One surprising pattern: the more precise I got about implementation details, the worse the results.

When I gave pixel-level UI instructions, we got stuck in revision loops and mediocre outcomes. When I described intent and user feeling instead, results improved dramatically.

Better prompts sounded like:

  • “This feels cluttered — content should dominate actions.”

  • “Users might not realize this is clickable.”

  • “The loading state feels abrupt.”

Worse prompts sounded like:

  • “Move this button 12px right and change radius to 8px.”

AI is far better at solving problems than following micro-instructions. Describe the outcome and constraints — not the tweak.

This mirrors how good product specs work with strong engineering teams: define outcomes and constraints clearly, don’t prescribe every line of execution. AI responds to product intent the same way good engineers do — often with better solutions than the one you had in mind.


What Worked: Asking for Big Performance Wins

AI is excellent at tedious, high-leverage engineering work — especially optimization and refactoring.

One example: creating a list with many places originally took ~40 seconds. I flagged it as unacceptable and asked for aggressive optimization. The AI redesigned the flow with batched DB operations and parallel enrichment calls. Result: 2–3 seconds. Roughly a 15× improvement.

That kind of refactor would have taken me days of experimentation. AI will happily try ten structural approaches if you give it permission and a target.

Don’t ask for small gains. Ask for order-of-magnitude improvements.


What Failed: Untested Architecture Decisions

Our most expensive mistake came from trusting an architectural recommendation that hadn’t been tested.

AI proposed a modern routing setup that sounded correct — but conflicted with our caching configuration. A two-minute proof-of-concept would have revealed the issue. Instead, we burned time and tokens implementing something fundamentally incompatible.

Even worse, I had suggested an alternative approach that would have worked. It was dismissed as “legacy.” My instinct was right.

New rule: No architectural decisions without a working proof-of-concept.

Modern doesn’t mean compatible. Reasonable doesn’t mean verified.

A Hard Truth About Iteration Speed

Iteration is still the core loop — but iteration gets expensive when direction is loose. The more upfront thinking you do about flows, failure states, permissions, and data behavior, the cleaner your iteration cycles become.

What’s changed with AI is the economics of experimentation. Proof-of-concepts and technical prototypes are now faster and cheaper to produce than long debates or detailed speculative design. That shifts responsibility earlier in the process.

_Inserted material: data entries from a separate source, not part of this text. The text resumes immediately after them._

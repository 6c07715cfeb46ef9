use crate::errors::{HabitError, HabitResult};
use crate::metrics;
use crate::models::{Habit, HabitId};
use crate::storage::HabitStore;
use chrono::{NaiveDate, Utc};
use std::collections::BTreeSet;

/// Session owner of the habit collection.
///
/// Every mutation goes through the backing store before the in-memory view
/// changes, so the two never diverge by more than one round trip. A store
/// that answers `refetch_after_write` (the remote variant) causes a full
/// reload after each mutation; the local variant applies the
/// already-persisted patch directly.
pub struct HabitEngine<S> {
    store: S,
    habits: Vec<Habit>,
}

impl<S: HabitStore> HabitEngine<S> {
    pub fn new(store: S) -> Self {
        Self {
            store,
            habits: Vec::new(),
        }
    }

    /// The current in-memory view, in insertion order.
    pub fn habits(&self) -> &[Habit] {
        &self.habits
    }

    /// Reloads the collection from the backing store. On failure the
    /// in-memory view is left untouched: callers surface the error rather
    /// than showing an empty collection for undecodable state.
    pub async fn refresh(&mut self) -> HabitResult<&[Habit]> {
        let habits = self.store.load().await?;
        self.habits = habits;
        Ok(&self.habits)
    }

    /// Creates a habit. The name is validated before any I/O; empty and
    /// whitespace-only names are rejected.
    pub async fn create(&mut self, name: &str) -> HabitResult<Habit> {
        let name = name.trim();
        if name.is_empty() {
            return Err(HabitError::EmptyName);
        }
        let habit = Habit {
            id: self.next_id(),
            name: name.to_string(),
            created_at: Utc::now(),
            completions: BTreeSet::new(),
        };
        let stored = self.store.save(&habit).await?;
        if self.store.refetch_after_write() {
            self.refresh().await?;
        } else {
            self.habits.push(stored.clone());
        }
        Ok(stored)
    }

    /// Removes the habit with the given id from the store and the in-memory
    /// view. There is no soft delete.
    pub async fn delete(&mut self, id: HabitId) -> HabitResult<()> {
        if !self.habits.iter().any(|habit| habit.id == id) {
            return Err(HabitError::NotFound(id));
        }
        self.store.remove(id).await?;
        if self.store.refetch_after_write() {
            self.refresh().await?;
        } else {
            self.habits.retain(|habit| habit.id != id);
        }
        Ok(())
    }

    /// Flips today's completion for the habit. This is the single mutation
    /// primitive for completions; two identical calls cancel out.
    pub async fn toggle(&mut self, id: HabitId) -> HabitResult<Habit> {
        self.toggle_on(id, metrics::today()).await
    }

    /// Flips `day`'s membership in the habit's completion set, persists the
    /// change, and returns the updated record.
    pub async fn toggle_on(&mut self, id: HabitId, day: NaiveDate) -> HabitResult<Habit> {
        let index = self
            .habits
            .iter()
            .position(|habit| habit.id == id)
            .ok_or(HabitError::NotFound(id))?;
        let mut completions = self.habits[index].completions.clone();
        if !completions.remove(&day) {
            completions.insert(day);
        }
        self.store.update(id, day, &completions).await?;
        if self.store.refetch_after_write() {
            self.refresh().await?;
            return self
                .habits
                .iter()
                .find(|habit| habit.id == id)
                .cloned()
                .ok_or(HabitError::NotFound(id));
        }
        self.habits[index].completions = completions;
        Ok(self.habits[index].clone())
    }

    /// Timestamp-derived id, bumped past the current maximum so rapid
    /// creation within one millisecond stays unique.
    fn next_id(&self) -> HabitId {
        let millis = Utc::now().timestamp_millis().max(0) as HabitId;
        let floor = self
            .habits
            .iter()
            .map(|habit| habit.id + 1)
            .max()
            .unwrap_or(0);
        millis.max(floor)
    }
}
use crate::handlers;
use crate::state::AppState;
use axum::{
    routing::{delete, get, post},
    Router,
};

pub fn router(state: AppState) -> Router {
    Router::new()
        .route("/", get(handlers::index))
        .route(
            "/api/habits",
            get(handlers::list_habits).post(handlers::create_habit),
        )
        .route("/api/habits/:id", delete(handlers::delete_habit))
        .route("/api/habits/:id/toggle", post(handlers::toggle_habit))
        .with_state(state)
}
use crate::errors::HabitError;
use crate::models::{CreateHabitRequest, Habit, HabitId};
use crate::state::AppState;
use crate::ui;
use axum::{
    extract::{Path, State},
    http::StatusCode,
    response::Html,
    Json,
};

pub async fn index() -> Html<&'static str> {
    Html(ui::INDEX_HTML)
}

pub async fn list_habits(State(state): State<AppState>) -> Result<Json<Vec<Habit>>, HabitError> {
    let mut engine = state.engine.lock().await;
    let habits = engine.refresh().await?.to_vec();
    Ok(Json(habits))
}

pub async fn create_habit(
    State(state): State<AppState>,
    Json(payload): Json<CreateHabitRequest>,
) -> Result<Json<Habit>, HabitError> {
    let mut engine = state.engine.lock().await;
    let habit = engine.create(&payload.name).await?;
    Ok(Json(habit))
}

pub async fn delete_habit(
    State(state): State<AppState>,
    Path(id): Path<HabitId>,
) -> Result<StatusCode, HabitError> {
    let mut engine = state.engine.lock().await;
    engine.delete(id).await?;
    Ok(StatusCode::NO_CONTENT)
}

pub async fn toggle_habit(
    State(state): State<AppState>,
    Path(id): Path<HabitId>,
) -> Result<Json<Habit>, HabitError> {
    let mut engine = state.engine.lock().await;
    let habit = engine.toggle(id).await?;
    Ok(Json(habit))
}
use habit_tracker::{HabitEngine, RemoteStore, metrics};
use once_cell::sync::Lazy;
use reqwest::Client;
use serde::Deserialize;
use std::net::TcpListener;
use std::process::{Child, Command, Stdio};
use std::sync::Arc;
use std::time::{Duration, Instant};
use tokio::sync::Mutex;
use tokio::time::sleep;

#[derive(Debug, Deserialize)]
struct HabitResponse {
    id: u64,
    name: String,
    created_at: String,
    #[serde(default)]
    completions: Vec<String>,
}

struct TestServer {
    base_url: String,
    child: Child,
}

impl Drop for TestServer {
    fn drop(&mut self) {
        let _ = self.child.kill();
        let _ = self.child.wait();
    }
}

static TEST_LOCK: Lazy<Mutex<()>> = Lazy::new(|| Mutex::new(()));
static SERVER: Lazy<Mutex<Option<Arc<TestServer>>>> = Lazy::new(|| Mutex::new(None));

#[cfg(unix)]
mod cleanup {
    use std::sync::atomic::{AtomicI32, Ordering};
    use std::sync::Once;

    static REGISTER: Once = Once::new();
    static PID: AtomicI32 = AtomicI32::new(0);

    pub fn register(pid: u32) {
        REGISTER.call_once(|| {
            PID.store(pid as i32, Ordering::SeqCst);
            unsafe {
                libc::atexit(on_exit);
            }
        });
    }

    extern "C" fn on_exit() {
        let pid = PID.load(Ordering::SeqCst);
        if pid > 0 {
            unsafe {
                libc::kill(pid, libc::SIGTERM);
            }
        }
    }
}

fn pick_free_port() -> u16 {
    let listener = TcpListener::bind("127.0.0.1:0").expect("bind random port");
    let port = listener.local_addr().unwrap().port();
    drop(listener);
    port
}

fn unique_data_path() -> String {
    let nanos = std::time::SystemTime::now()
        .duration_since(std::time::UNIX_EPOCH)
        .unwrap()
        .as_nanos();
    let mut path = std::env::temp_dir();
    path.push(format!(
        "habit_tracker_http_{}_{}.json",
        std::process::id(),
        nanos
    ));
    path.to_string_lossy().to_string()
}

async fn wait_until_ready(base_url: &str) {
    let client = Client::new();
    let deadline = Instant::now() + Duration::from_secs(3);
    loop {
        if let Ok(resp) = client.get(format!("{base_url}/api/habits")).send().await {
            if resp.status().is_success() {
                return;
            }
        }
        if Instant::now() > deadline {
            panic!("server did not become ready");
        }
        sleep(Duration::from_millis(100)).await;
    }
}

async fn spawn_server() -> TestServer {
    let port = pick_free_port();
    let data_path = unique_data_path();
    let child = Command::new(env!("CARGO_BIN_EXE_habit_tracker"))
        .env("PORT", port.to_string())
        .env("APP_DATA_PATH", data_path)
        .env("RUST_LOG", "info")
        .stdout(Stdio::inherit())
        .stderr(Stdio::inherit())
        .spawn()
        .expect("failed to spawn server");

    #[cfg(unix)]
    cleanup::register(child.id());

    let base_url = format!("http://127.0.0.1:{port}");
    wait_until_ready(&base_url).await;

    TestServer { base_url, child }
}

async fn shared_server() -> Arc<TestServer> {
    let mut guard = SERVER.lock().await;
    if let Some(server) = guard.as_ref() {
        return Arc::clone(server);
    }
    let server = Arc::new(spawn_server().await);
    *guard = Some(Arc::clone(&server));
    server
}

async fn create_habit(client: &Client, base_url: &str, name: &str) -> HabitResponse {
    client
        .post(format!("{base_url}/api/habits"))
        .json(&serde_json::json!({ "name": name }))
        .send()
        .await
        .unwrap()
        .json()
        .await
        .unwrap()
}

#[tokio::test]
async fn http_create_and_list_round_trip() {
    let _guard = TEST_LOCK.lock().await;
    let server = shared_server().await;
    let client = Client::new();

    let created = create_habit(&client, &server.base_url, "Meditate").await;
    assert_eq!(created.name, "Meditate");
    assert!(created.completions.is_empty());
    assert!(!created.created_at.is_empty());

    let listed: Vec<HabitResponse> = client
        .get(format!("{}/api/habits", server.base_url))
        .send()
        .await
        .unwrap()
        .json()
        .await
        .unwrap();

    let found = listed
        .iter()
        .find(|habit| habit.id == created.id)
        .expect("created habit missing from list");
    assert_eq!(found.name, "Meditate");
    assert!(found.completions.is_empty());
}

#[tokio::test]
async fn http_blank_name_is_rejected() {
    let _guard = TEST_LOCK.lock().await;
    let server = shared_server().await;
    let client = Client::new();

    let response = client
        .post(format!("{}/api/habits", server.base_url))
        .json(&serde_json::json!({ "name": "   " }))
        .send()
        .await
        .unwrap();
    assert_eq!(response.status(), reqwest::StatusCode::BAD_REQUEST);
}

#[tokio::test]
async fn http_toggle_twice_restores_completions() {
    let _guard = TEST_LOCK.lock().await;
    let server = shared_server().await;
    let client = Client::new();

    let created = create_habit(&client, &server.base_url, "Drink water").await;
    let today = metrics::today().to_string();

    let toggled: HabitResponse = client
        .post(format!("{}/api/habits/{}/toggle", server.base_url, created.id))
        .send()
        .await
        .unwrap()
        .json()
        .await
        .unwrap();
    assert_eq!(toggled.completions, vec![today]);

    let restored: HabitResponse = client
        .post(format!("{}/api/habits/{}/toggle", server.base_url, created.id))
        .send()
        .await
        .unwrap()
        .json()
        .await
        .unwrap();
    assert!(restored.completions.is_empty());
}

#[tokio::test]
async fn http_delete_then_repeat_is_not_found() {
    let _guard = TEST_LOCK.lock().await;
    let server = shared_server().await;
    let client = Client::new();

    let created = create_habit(&client, &server.base_url, "Journal").await;

    let response = client
        .delete(format!("{}/api/habits/{}", server.base_url, created.id))
        .send()
        .await
        .unwrap();
    assert_eq!(response.status(), reqwest::StatusCode::NO_CONTENT);

    let repeat = client
        .delete(format!("{}/api/habits/{}", server.base_url, created.id))
        .send()
        .await
        .unwrap();
    assert_eq!(repeat.status(), reqwest::StatusCode::NOT_FOUND);
}

#[tokio::test]
async fn http_toggle_unknown_id_is_not_found() {
    let _guard = TEST_LOCK.lock().await;
    let server = shared_server().await;
    let client = Client::new();

    let response = client
        .post(format!("{}/api/habits/999999999/toggle", server.base_url))
        .send()
        .await
        .unwrap();
    assert_eq!(response.status(), reqwest::StatusCode::NOT_FOUND);
}

#[tokio::test]
async fn remote_engine_full_session() {
    let _guard = TEST_LOCK.lock().await;
    let server = shared_server().await;

    let mut engine = HabitEngine::new(RemoteStore::new(server.base_url.clone()));
    engine.refresh().await.unwrap();

    let created = engine.create("Evening walk").await.unwrap();
    assert!(created.completions.is_empty());
    // The refetch after the write already pulled the server's copy.
    assert!(engine.habits().iter().any(|habit| habit.id == created.id));

    let toggled = engine.toggle(created.id).await.unwrap();
    assert!(metrics::completed_today(&toggled));
    assert_eq!(metrics::streak(&toggled), 1);

    let restored = engine.toggle(created.id).await.unwrap();
    assert!(!metrics::completed_today(&restored));
    assert_eq!(metrics::streak(&restored), 0);

    engine.delete(created.id).await.unwrap();
    assert!(!engine.habits().iter().any(|habit| habit.id == created.id));
}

If a decision is structurally important or technically uncertain, build a small working version first. Test the constraint. Exercise the edge cases. Let reality answer before architecture solidifies.

AI speeds up building — it doesn’t remove the cost of unclear thinking. But it dramatically lowers the cost of early validation — and we should be using that advantage much more aggressively.


What Failed: Unfocused Debugging

In one debugging session, a route returned 404. The AI ran dozens of commands: logs, restarts, middleware checks, layout scans.

The real bug? A typo in a path string. I found it in 30 seconds by reading the file.

New rule: After several failed attempts, stop searching — read the failing code directly.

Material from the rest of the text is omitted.